Data for processing:
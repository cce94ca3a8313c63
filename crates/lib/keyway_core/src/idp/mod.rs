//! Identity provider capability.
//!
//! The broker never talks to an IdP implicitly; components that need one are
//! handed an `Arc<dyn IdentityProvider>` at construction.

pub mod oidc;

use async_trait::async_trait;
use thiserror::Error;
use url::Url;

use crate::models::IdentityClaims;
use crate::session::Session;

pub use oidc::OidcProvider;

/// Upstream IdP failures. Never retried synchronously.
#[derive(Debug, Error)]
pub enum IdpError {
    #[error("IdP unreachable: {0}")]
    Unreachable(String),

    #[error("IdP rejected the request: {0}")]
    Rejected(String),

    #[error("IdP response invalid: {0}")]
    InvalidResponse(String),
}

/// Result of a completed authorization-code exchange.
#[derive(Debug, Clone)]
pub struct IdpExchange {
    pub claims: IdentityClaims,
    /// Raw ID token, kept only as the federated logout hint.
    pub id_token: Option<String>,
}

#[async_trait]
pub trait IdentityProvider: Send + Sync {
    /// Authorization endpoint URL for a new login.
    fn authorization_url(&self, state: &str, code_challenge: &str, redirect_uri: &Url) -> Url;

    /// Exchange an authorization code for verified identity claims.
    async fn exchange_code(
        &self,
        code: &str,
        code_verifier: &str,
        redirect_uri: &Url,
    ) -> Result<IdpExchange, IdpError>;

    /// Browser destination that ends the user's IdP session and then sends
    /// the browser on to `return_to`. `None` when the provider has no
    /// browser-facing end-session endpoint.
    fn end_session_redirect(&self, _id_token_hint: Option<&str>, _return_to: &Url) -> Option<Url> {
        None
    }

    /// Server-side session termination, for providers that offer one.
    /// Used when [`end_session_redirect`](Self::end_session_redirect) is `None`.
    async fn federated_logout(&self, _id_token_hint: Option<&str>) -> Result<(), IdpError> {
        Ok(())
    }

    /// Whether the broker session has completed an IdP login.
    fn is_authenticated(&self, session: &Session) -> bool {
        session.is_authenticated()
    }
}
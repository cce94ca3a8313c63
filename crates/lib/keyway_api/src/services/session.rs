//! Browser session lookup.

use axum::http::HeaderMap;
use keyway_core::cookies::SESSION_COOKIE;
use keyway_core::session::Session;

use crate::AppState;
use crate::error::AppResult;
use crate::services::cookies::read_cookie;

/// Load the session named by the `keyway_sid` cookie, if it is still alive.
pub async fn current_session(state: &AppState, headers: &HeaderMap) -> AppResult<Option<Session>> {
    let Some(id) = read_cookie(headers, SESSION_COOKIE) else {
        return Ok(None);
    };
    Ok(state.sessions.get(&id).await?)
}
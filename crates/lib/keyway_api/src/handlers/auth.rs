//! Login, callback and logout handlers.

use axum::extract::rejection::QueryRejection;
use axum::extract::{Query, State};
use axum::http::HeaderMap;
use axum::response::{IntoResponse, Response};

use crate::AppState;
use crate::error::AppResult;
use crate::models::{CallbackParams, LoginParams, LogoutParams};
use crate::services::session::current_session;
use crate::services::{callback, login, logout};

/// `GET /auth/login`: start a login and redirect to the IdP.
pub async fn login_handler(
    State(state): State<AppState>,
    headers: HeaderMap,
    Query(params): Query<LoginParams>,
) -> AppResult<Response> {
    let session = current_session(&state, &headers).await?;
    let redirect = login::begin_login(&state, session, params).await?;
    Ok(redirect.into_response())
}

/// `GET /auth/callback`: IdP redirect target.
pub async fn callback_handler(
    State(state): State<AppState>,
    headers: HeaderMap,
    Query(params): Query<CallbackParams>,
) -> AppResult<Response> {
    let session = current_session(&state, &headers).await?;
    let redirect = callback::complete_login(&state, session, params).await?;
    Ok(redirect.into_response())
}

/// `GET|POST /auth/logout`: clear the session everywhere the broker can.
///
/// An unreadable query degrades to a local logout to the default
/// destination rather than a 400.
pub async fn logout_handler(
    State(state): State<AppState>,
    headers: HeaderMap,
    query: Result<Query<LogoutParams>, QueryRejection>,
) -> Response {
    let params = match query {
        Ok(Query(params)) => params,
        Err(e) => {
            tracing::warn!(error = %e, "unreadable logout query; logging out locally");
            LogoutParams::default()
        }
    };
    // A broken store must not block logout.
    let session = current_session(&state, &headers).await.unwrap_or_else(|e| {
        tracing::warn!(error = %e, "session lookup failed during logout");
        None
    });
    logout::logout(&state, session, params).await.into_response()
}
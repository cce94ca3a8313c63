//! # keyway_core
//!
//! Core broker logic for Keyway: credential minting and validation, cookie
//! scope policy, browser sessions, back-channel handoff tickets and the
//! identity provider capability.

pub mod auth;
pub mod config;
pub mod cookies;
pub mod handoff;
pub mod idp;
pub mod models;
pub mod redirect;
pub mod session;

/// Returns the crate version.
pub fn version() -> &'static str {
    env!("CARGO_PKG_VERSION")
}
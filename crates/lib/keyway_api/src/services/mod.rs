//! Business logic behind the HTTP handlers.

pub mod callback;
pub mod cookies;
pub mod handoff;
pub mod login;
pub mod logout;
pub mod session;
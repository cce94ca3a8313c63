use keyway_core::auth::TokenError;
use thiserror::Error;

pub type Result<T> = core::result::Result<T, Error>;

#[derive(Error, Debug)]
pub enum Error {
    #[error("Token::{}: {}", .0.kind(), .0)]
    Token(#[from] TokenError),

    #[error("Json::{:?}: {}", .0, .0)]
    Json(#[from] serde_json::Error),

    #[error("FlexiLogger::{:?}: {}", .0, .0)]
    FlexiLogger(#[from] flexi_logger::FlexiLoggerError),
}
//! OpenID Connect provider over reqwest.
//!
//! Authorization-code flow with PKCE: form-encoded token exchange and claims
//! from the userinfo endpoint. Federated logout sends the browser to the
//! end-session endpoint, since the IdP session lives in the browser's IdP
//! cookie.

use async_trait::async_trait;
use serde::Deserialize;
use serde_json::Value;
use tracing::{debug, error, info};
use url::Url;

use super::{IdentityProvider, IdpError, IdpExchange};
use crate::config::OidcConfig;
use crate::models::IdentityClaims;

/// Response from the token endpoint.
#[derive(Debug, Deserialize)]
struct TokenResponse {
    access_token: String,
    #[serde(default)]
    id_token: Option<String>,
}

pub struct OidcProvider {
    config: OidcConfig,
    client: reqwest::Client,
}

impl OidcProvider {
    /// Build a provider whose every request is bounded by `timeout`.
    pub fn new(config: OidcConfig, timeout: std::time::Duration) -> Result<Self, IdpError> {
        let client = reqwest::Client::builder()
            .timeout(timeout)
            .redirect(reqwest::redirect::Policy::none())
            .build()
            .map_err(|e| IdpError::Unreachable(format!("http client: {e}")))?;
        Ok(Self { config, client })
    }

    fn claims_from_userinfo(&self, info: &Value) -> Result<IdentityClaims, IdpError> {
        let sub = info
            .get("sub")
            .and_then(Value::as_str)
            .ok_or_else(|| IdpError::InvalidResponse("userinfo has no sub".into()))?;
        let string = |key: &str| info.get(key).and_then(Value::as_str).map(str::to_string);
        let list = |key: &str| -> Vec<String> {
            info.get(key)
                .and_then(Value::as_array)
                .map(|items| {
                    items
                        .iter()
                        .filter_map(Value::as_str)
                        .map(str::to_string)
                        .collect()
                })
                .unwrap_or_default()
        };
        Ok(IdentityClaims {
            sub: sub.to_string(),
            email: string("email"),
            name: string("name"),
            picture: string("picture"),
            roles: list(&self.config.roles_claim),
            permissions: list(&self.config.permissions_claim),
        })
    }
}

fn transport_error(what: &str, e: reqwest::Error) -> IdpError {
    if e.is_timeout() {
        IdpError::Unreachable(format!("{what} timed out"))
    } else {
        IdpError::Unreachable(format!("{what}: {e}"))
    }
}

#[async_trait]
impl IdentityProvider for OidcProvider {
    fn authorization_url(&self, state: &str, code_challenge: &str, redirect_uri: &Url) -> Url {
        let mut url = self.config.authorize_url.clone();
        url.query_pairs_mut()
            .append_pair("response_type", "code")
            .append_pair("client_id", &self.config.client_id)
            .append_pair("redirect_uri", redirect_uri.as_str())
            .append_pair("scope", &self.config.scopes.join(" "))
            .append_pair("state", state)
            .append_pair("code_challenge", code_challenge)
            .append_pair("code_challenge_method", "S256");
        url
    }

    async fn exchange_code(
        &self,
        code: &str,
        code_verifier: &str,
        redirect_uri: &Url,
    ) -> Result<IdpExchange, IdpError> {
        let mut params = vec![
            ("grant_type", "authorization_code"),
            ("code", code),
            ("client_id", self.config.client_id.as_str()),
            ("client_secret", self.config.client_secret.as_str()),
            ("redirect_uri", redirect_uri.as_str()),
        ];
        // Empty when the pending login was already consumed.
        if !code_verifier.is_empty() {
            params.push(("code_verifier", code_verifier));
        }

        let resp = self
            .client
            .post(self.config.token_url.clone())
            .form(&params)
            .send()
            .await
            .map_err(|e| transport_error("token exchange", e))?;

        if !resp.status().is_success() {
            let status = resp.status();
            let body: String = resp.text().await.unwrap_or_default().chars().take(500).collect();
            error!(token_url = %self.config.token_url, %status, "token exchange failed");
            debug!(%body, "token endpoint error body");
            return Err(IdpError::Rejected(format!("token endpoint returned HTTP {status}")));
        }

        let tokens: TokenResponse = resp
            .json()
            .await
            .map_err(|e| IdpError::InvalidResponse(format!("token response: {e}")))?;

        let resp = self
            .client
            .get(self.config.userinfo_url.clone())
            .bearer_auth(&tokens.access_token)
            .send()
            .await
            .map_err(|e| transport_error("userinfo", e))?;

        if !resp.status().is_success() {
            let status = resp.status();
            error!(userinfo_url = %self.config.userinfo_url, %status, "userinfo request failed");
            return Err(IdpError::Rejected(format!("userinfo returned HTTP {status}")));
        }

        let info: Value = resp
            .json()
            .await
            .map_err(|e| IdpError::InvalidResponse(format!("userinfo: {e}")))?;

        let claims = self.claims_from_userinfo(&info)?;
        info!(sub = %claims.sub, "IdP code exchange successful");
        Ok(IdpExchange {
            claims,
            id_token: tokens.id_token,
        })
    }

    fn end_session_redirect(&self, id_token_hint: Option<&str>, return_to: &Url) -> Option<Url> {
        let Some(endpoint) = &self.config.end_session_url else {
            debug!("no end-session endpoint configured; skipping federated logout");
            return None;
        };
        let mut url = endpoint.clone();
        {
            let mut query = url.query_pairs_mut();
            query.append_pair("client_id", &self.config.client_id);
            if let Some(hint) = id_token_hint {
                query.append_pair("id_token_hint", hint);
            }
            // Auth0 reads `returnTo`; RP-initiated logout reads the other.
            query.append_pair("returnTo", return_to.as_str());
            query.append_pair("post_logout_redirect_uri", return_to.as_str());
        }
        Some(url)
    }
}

What the exercise asks:
Find the number of lines in the records that include the word "scope". Write only that number.

Response below:
2